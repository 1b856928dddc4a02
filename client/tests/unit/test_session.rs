//! Session lifecycle tests

use std::sync::Arc;
use std::time::Duration;

use axum::http::StatusCode;
use serde_json::json;
use tokio::sync::mpsc;

use buildrun::app::options::BackendOptions;
use buildrun::app::run::Session;
use buildrun::app::state::SubmissionOutcome;
use buildrun::http::client::{BuildClient, SubmitError};
use buildrun::remediation::FALLBACK_SOLUTION;
use buildrun::render::markup::{Block, Span};
use buildrun::render::render;
use buildrun::workers::log_stream::{self, LogStream};

use crate::common::{
    build_request, wait_for_lines, CannedProvider, FakeBuildService, Reply, Scripted,
    ScriptedService,
};

const SHUTDOWN_DELAY: Duration = Duration::from_secs(5);

fn scripted_session(
    replies: Vec<Scripted>,
    provider: Arc<CannedProvider>,
) -> (Session, mpsc::Sender<String>) {
    let (tx, rx) = mpsc::channel(64);
    let session = Session::with_parts(
        Arc::new(ScriptedService::new(replies)),
        provider,
        LogStream::from_receiver(rx),
        SHUTDOWN_DELAY,
    );
    (session, tx)
}

fn no_answers() -> Arc<CannedProvider> {
    Arc::new(CannedProvider::new(vec![]))
}

#[tokio::test]
async fn test_session_over_http_filters_heartbeats() {
    let service = FakeBuildService::start(
        Reply::json(StatusCode::OK, json!({"urls": ["http://localhost:8080"]})),
        &["Step 1/2 : FROM alpine", "Heartbeat", "Step 2/2 : CMD sh"],
    )
    .await;

    let client = BuildClient::new(&BackendOptions {
        base_url: service.base_url.clone(),
        ..Default::default()
    })
    .unwrap();
    let stream = LogStream::open(
        log_stream::Options::default(),
        client.stream_client(),
        client.logs_url(),
    );
    let session = Session::with_parts(Arc::new(client), no_answers(), stream, SHUTDOWN_DELAY);

    let logs = session.logs();
    let lines = wait_for_lines(&logs, 2).await;
    assert_eq!(lines, vec!["Step 1/2 : FROM alpine", "Step 2/2 : CMD sh"]);

    let outcome = session.submit(build_request()).await;
    assert_eq!(
        outcome,
        Some(SubmissionOutcome::Succeeded(vec![Some("http://localhost:8080".to_string())]))
    );

    let view = render(&session.snapshot().await);
    assert_eq!(view.success.unwrap().links[0].url, "http://localhost:8080");
    assert!(view.logs.is_some());
    assert!(view.error.is_none());

    session.unmount().await.unwrap();
}

#[tokio::test]
async fn test_new_submission_resets_logs_and_error() {
    let (session, tx) = scripted_session(
        vec![
            Scripted::Fail(SubmitError::Server("Build failed".to_string())),
            Scripted::Urls(vec![Some("http://localhost:8080".to_string())]),
        ],
        no_answers(),
    );
    let logs = session.logs();

    let outcome = session.submit(build_request()).await;
    assert_eq!(
        outcome,
        Some(SubmissionOutcome::Failed(SubmitError::Server("Build failed".to_string())))
    );
    tx.send("first attempt".to_string()).await.unwrap();
    assert_eq!(wait_for_lines(&logs, 1).await, vec!["first attempt"]);
    assert_eq!(session.snapshot().await.error().as_deref(), Some("Build failed"));

    let outcome = session.submit(build_request()).await.unwrap();
    assert!(outcome.is_success());
    assert!(logs.is_empty().await);

    tx.send("second attempt".to_string()).await.unwrap();
    assert_eq!(wait_for_lines(&logs, 1).await, vec!["second attempt"]);

    let snapshot = session.snapshot().await;
    assert!(snapshot.error().is_none());
    assert!(!snapshot.submitting);

    session.unmount().await.unwrap();
}

#[tokio::test]
async fn test_new_submission_supersedes_in_flight_one() {
    let (session, _tx) = scripted_session(
        vec![
            Scripted::Hang,
            Scripted::Urls(vec![Some("http://localhost:9000".to_string())]),
        ],
        no_answers(),
    );

    let first = session.start_submission(build_request()).await;
    tokio::time::sleep(Duration::from_millis(20)).await;
    assert!(session.snapshot().await.submitting);

    let second = session.start_submission(build_request()).await;
    assert!(second.generation() > first.generation());

    assert_eq!(first.wait().await, None);
    assert!(second.wait().await.unwrap().is_success());

    let snapshot = session.snapshot().await;
    assert!(!snapshot.submitting);
    assert_eq!(
        snapshot.urls(),
        Some(&[Some("http://localhost:9000".to_string())][..])
    );

    session.unmount().await.unwrap();
}

#[tokio::test]
async fn test_generate_solution_replaces_previous_text() {
    let provider = Arc::new(CannedProvider::new(vec![
        Ok("Check the base image.".to_string()),
        Ok("Add the file:\n```dockerfile\nCOPY requirements.txt .\n```".to_string()),
    ]));
    let (session, tx) = scripted_session(
        vec![Scripted::Fail(SubmitError::Server("COPY failed".to_string()))],
        provider.clone(),
    );

    session.submit(build_request()).await;
    tx.send("Step 3/5 : COPY requirements.txt .".to_string()).await.unwrap();
    wait_for_lines(&session.logs(), 1).await;

    assert_eq!(
        session.generate_solution().await.as_deref(),
        Some("Check the base image.")
    );
    session.generate_solution().await;

    let snapshot = session.snapshot().await;
    assert!(!snapshot.remediation.in_progress);
    assert_eq!(snapshot.error().as_deref(), Some("COPY failed"));

    let solution = render(&snapshot).error.unwrap().solution.unwrap();
    assert_eq!(
        solution,
        vec![
            Block::Paragraph(vec![Span::Plain("Add the file:".to_string())]),
            Block::Code {
                language: Some("dockerfile".to_string()),
                code: "COPY requirements.txt .".to_string(),
            },
        ]
    );

    let prompts = provider.prompts.lock().unwrap().clone();
    assert_eq!(prompts.len(), 2);
    assert!(prompts[0].contains("Error: COPY failed"));
    assert!(prompts[0].contains("Build Logs:\nStep 3/5 : COPY requirements.txt ."));

    session.unmount().await.unwrap();
}

#[tokio::test]
async fn test_provider_failure_stores_fallback() {
    let provider = Arc::new(CannedProvider::new(vec![Err("quota exceeded".to_string())]));
    let (session, _tx) = scripted_session(vec![Scripted::Fail(SubmitError::NoResponse)], provider);

    session.submit(build_request()).await;
    assert_eq!(
        session.generate_solution().await.as_deref(),
        Some(FALLBACK_SOLUTION)
    );
    assert_eq!(
        session.snapshot().await.error().as_deref(),
        Some("No response received from the server. Please try again later.")
    );

    session.unmount().await.unwrap();
}

#[tokio::test]
async fn test_generate_solution_without_error_does_nothing() {
    let provider = Arc::new(CannedProvider::new(vec![Ok("unused".to_string())]));
    let (session, _tx) = scripted_session(vec![Scripted::Urls(vec![])], provider.clone());

    assert_eq!(session.generate_solution().await, None);
    session.submit(build_request()).await;
    assert_eq!(session.generate_solution().await, None);
    assert!(provider.prompts.lock().unwrap().is_empty());

    session.unmount().await.unwrap();
}

#[tokio::test]
async fn test_unmount_closes_log_stream() {
    let (session, tx) = scripted_session(vec![], no_answers());

    tx.send("line".to_string()).await.unwrap();
    wait_for_lines(&session.logs(), 1).await;

    tokio::time::timeout(SHUTDOWN_DELAY, session.unmount())
        .await
        .unwrap()
        .unwrap();
    assert!(tx.send("late".to_string()).await.is_err());
}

=== Exercise brief ===
Above is a listing; report how many of its lines include the word "remediation", giving the number only.

=== Task result ===
2